TASK GOAL → Go from the first line below to the one with "use std::path::Path;" and print each line exactly.

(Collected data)
###

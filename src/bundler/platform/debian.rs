//! Debian package (.deb) construction and linting.

use super::run_build_tool;
use crate::bundler::{
    error::{Error, Result},
    process::{CommandRunner, ToolCommand},
    settings::Compression,
};
use std::path::Path;

/// Exit status lintian uses when it found tags but ran fine.
const LINTIAN_WARNINGS: i32 = 1;

/// Outcome of a lint run that did not fail.
#[derive(Clone, Copy, Debug, Eq, PartialEq)]
pub enum LintStatus {
    /// No tags reported
    Clean,
    /// Tags reported; logged, not fatal
    Warnings,
}

/// Builds the `dpkg-deb` invocation for a work directory.
pub fn dpkg_deb_command(
    work_dir: &Path,
    artifact: &Path,
    compression: Compression,
    level: u32,
    fakeroot: bool,
) -> ToolCommand {
    ToolCommand::new("dpkg-deb")
        .args(["-Z", compression.as_str(), "-z", &level.to_string(), "--build"])
        .arg(work_dir)
        .arg(artifact)
        .under_fakeroot(fakeroot)
}

/// Materializes the .deb from a staged work directory.
pub async fn build<R: CommandRunner>(
    runner: &R,
    package: &str,
    work_dir: &Path,
    artifact: &Path,
    compression: Compression,
    level: u32,
    fakeroot: bool,
) -> Result<()> {
    let command = dpkg_deb_command(work_dir, artifact, compression, level, fakeroot);
    run_build_tool(runner, package, &command).await
}

/// Builds the `lintian` invocation for an artifact.
pub fn lintian_command(artifact: &Path) -> ToolCommand {
    ToolCommand::new("lintian")
        .arg("--no-tag-display-limit")
        .arg(artifact)
}

/// Lints a built .deb.
///
/// # Errors
///
/// [`Error::LintFailed`] for any exit other than success or "warnings found",
/// or when lintian cannot be started.
pub async fn lint<R: CommandRunner>(runner: &R, artifact: &Path) -> Result<LintStatus> {
    let output = runner
        .run(&lintian_command(artifact))
        .await
        .map_err(|e| Error::LintFailed {
            artifact: artifact.to_path_buf(),
            reason: e.to_string(),
        })?;

    match output.code {
        Some(0) => Ok(LintStatus::Clean),
        Some(LINTIAN_WARNINGS) => {
            log::warn!("lintian {} returned {}", artifact.display(), LINTIAN_WARNINGS);
            Ok(LintStatus::Warnings)
        }
        code => Err(Error::LintFailed {
            artifact: artifact.to_path_buf(),
            reason: format!("lintian exited with {code:?}"),
        }),
    }
}

#[cfg(test)]
mod tests {
    use super::*;

    #[test]
    fn test_dpkg_deb_arguments() {
        let cmd = dpkg_deb_command(
            Path::new("out/pkg_1_amd64"),
            Path::new("out/pkg_1_amd64.deb"),
            Compression::Xz,
            9,
            false,
        );
        assert_eq!(
            cmd.to_string(),
            "dpkg-deb -Z xz -z 9 --build out/pkg_1_amd64 out/pkg_1_amd64.deb"
        );
    }

    #[test]
    fn test_dpkg_deb_under_fakeroot() {
        let cmd = dpkg_deb_command(
            Path::new("w"),
            Path::new("w.deb"),
            Compression::Gzip,
            5,
            true,
        );
        assert_eq!(cmd.to_string(), "fakeroot dpkg-deb -Z gzip -z 5 --build w w.deb");
    }

    #[test]
    fn test_lintian_arguments() {
        assert_eq!(
            lintian_command(Path::new("a.deb")).to_string(),
            "lintian --no-tag-display-limit a.deb"
        );
    }
}
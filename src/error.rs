//! Top-level error types for the packager binary.

use thiserror::Error;

/// Result type alias for CLI operations
pub type Result<T> = std::result::Result<T, PackagerError>;

/// Main error type surfaced by the CLI
#[derive(Error, Debug)]
pub enum PackagerError {
    /// CLI argument errors
    #[error("CLI error: {0}")]
    Cli(#[from] CliError),

    /// IO errors
    #[error("IO error: {0}")]
    Io(#[from] std::io::Error),

    /// Builder errors
    #[error("{0}")]
    Bundler(#[from] crate::bundler::Error),
}

/// CLI-specific errors
#[derive(Error, Debug)]
pub enum CliError {
    /// Invalid command line arguments
    #[error("Invalid arguments: {reason}")]
    InvalidArguments {
        /// Reason for the error
        reason: String,
    },
}

#[cfg(test)]
mod tests {
    use super::*;

    #[test]
    fn test_bundler_errors_keep_their_message() {
        let err: PackagerError = crate::bundler::Error::UnsupportedDistro {
            distro: "fedora".into(),
            package: None,
        }
        .into();
        assert_eq!(err.to_string(), "unsupported distro 'fedora'");
    }

    #[test]
    fn test_cli_error_display() {
        let err: PackagerError = CliError::InvalidArguments {
            reason: "proto area missing".into(),
        }
        .into();
        assert_eq!(err.to_string(), "CLI error: Invalid arguments: proto area missing");
    }
}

###

EXPECTED ANSWER →
filename src/bundler/platform/debian.rs
//! Debian package (.deb) construction and linting.

use super::run_build_tool;
use crate::bundler::{
    error::{Error, Result},
    process::{CommandRunner, ToolCommand},
    settings::Compression,
};
use std::path::Path;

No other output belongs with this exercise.